Data for review:

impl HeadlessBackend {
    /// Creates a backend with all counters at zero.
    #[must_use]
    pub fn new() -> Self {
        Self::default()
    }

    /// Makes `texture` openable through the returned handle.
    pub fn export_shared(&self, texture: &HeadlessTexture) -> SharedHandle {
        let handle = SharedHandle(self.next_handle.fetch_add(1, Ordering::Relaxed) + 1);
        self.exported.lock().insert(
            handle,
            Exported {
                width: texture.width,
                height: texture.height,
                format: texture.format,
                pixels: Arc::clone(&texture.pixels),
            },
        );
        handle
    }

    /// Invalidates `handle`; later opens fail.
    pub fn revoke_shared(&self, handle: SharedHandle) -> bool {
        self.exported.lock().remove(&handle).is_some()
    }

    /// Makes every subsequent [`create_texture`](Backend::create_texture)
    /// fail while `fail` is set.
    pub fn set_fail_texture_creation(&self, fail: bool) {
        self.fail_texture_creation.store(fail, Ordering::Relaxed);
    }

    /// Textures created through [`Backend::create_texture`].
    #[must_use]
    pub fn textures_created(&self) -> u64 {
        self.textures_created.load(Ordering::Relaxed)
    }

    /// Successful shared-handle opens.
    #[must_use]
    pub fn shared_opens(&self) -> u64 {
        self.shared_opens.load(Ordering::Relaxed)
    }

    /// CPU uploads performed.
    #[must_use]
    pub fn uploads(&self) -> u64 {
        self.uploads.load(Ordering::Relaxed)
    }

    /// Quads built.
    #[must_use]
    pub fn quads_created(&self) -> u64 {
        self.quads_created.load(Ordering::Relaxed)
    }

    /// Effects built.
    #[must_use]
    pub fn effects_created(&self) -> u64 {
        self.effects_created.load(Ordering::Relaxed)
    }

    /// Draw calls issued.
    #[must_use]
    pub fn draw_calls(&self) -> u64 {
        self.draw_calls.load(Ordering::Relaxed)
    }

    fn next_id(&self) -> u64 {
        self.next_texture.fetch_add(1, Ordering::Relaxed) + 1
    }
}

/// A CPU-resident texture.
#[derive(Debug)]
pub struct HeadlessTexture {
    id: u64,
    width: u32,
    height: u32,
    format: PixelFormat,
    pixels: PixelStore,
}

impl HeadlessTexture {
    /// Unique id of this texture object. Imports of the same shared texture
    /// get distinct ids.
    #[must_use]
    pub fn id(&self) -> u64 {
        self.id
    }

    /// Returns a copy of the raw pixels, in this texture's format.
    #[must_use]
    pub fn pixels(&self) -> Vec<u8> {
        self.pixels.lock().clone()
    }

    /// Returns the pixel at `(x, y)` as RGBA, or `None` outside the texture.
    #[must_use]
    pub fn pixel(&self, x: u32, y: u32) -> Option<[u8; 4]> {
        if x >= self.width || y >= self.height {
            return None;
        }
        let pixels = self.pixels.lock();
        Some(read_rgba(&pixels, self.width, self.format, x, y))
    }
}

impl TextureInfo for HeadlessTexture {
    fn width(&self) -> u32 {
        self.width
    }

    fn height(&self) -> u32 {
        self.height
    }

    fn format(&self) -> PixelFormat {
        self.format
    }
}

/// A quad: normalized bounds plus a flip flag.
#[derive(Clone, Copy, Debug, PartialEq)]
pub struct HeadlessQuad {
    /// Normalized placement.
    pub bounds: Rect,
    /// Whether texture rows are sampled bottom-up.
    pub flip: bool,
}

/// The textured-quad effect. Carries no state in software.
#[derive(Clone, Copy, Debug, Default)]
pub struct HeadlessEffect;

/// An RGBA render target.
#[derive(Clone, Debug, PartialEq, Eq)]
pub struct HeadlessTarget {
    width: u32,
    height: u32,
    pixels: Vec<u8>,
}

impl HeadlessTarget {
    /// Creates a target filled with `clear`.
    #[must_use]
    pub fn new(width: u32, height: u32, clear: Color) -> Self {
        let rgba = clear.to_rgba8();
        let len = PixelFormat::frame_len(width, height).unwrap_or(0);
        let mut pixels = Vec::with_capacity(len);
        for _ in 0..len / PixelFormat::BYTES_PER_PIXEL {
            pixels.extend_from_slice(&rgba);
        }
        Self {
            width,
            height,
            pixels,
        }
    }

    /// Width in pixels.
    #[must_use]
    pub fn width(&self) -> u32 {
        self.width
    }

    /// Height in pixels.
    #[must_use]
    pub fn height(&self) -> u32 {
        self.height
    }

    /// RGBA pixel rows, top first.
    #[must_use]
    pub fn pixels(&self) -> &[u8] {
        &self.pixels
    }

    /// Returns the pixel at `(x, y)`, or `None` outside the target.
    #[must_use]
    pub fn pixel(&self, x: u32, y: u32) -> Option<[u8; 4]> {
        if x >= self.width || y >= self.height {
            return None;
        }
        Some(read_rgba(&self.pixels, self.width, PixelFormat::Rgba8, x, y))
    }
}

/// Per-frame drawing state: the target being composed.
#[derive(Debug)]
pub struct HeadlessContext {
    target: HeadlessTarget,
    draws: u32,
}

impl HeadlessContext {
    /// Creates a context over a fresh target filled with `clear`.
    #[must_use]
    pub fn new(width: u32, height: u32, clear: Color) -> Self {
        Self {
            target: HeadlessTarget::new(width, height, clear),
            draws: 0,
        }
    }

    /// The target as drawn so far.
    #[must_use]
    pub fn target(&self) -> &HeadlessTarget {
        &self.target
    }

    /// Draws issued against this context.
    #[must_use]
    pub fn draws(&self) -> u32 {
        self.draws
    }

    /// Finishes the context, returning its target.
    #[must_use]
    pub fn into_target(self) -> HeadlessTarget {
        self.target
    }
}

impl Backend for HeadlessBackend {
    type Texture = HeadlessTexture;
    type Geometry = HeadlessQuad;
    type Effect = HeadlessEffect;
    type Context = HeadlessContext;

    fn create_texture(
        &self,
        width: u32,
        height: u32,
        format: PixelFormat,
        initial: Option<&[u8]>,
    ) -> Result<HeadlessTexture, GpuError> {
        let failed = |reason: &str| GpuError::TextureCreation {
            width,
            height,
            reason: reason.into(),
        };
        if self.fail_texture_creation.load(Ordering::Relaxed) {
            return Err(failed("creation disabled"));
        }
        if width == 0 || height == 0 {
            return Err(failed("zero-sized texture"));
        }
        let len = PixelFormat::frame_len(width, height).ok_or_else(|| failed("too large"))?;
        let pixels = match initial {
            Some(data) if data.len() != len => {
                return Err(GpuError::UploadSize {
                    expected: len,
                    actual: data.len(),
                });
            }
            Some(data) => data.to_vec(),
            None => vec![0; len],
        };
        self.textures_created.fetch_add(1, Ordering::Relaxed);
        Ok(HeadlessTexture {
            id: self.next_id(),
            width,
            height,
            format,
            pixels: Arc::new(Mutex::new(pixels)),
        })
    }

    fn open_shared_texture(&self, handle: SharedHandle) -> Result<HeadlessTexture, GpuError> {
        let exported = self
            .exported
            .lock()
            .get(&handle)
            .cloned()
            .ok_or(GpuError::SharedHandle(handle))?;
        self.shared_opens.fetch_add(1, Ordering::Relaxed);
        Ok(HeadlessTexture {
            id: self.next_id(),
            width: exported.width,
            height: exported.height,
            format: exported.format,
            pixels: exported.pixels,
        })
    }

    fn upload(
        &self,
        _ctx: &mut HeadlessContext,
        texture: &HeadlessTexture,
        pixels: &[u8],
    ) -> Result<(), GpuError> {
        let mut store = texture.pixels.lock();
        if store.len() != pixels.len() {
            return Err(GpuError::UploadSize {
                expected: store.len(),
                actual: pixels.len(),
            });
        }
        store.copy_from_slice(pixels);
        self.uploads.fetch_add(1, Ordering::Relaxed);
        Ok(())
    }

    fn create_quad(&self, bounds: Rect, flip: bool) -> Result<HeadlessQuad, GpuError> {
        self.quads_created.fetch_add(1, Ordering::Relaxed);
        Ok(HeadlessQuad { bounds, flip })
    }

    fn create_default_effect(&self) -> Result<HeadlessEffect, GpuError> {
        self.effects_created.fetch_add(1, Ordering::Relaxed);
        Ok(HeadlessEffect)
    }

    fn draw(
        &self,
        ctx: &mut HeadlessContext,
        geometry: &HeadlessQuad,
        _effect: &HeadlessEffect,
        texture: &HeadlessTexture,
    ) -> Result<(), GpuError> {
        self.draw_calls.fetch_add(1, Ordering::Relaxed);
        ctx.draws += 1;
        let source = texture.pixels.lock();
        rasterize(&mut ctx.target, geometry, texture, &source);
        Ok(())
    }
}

Problem details:
Please reproduce the lines from the line with "pub fn new()" to the line with "pub fn revoke_shared(&self, handle: SharedHandle)", both ends included, exactly as they appear above.

Your solution:
    pub fn new() -> Self {
        Self::default()
    }

    /// Makes `texture` openable through the returned handle.
    pub fn export_shared(&self, texture: &HeadlessTexture) -> SharedHandle {
        let handle = SharedHandle(self.next_handle.fetch_add(1, Ordering::Relaxed) + 1);
        self.exported.lock().insert(
            handle,
            Exported {
                width: texture.width,
                height: texture.height,
                format: texture.format,
                pixels: Arc::clone(&texture.pixels),
            },
        );
        handle
    }

    /// Invalidates `handle`; later opens fail.
    pub fn revoke_shared(&self, handle: SharedHandle) -> bool {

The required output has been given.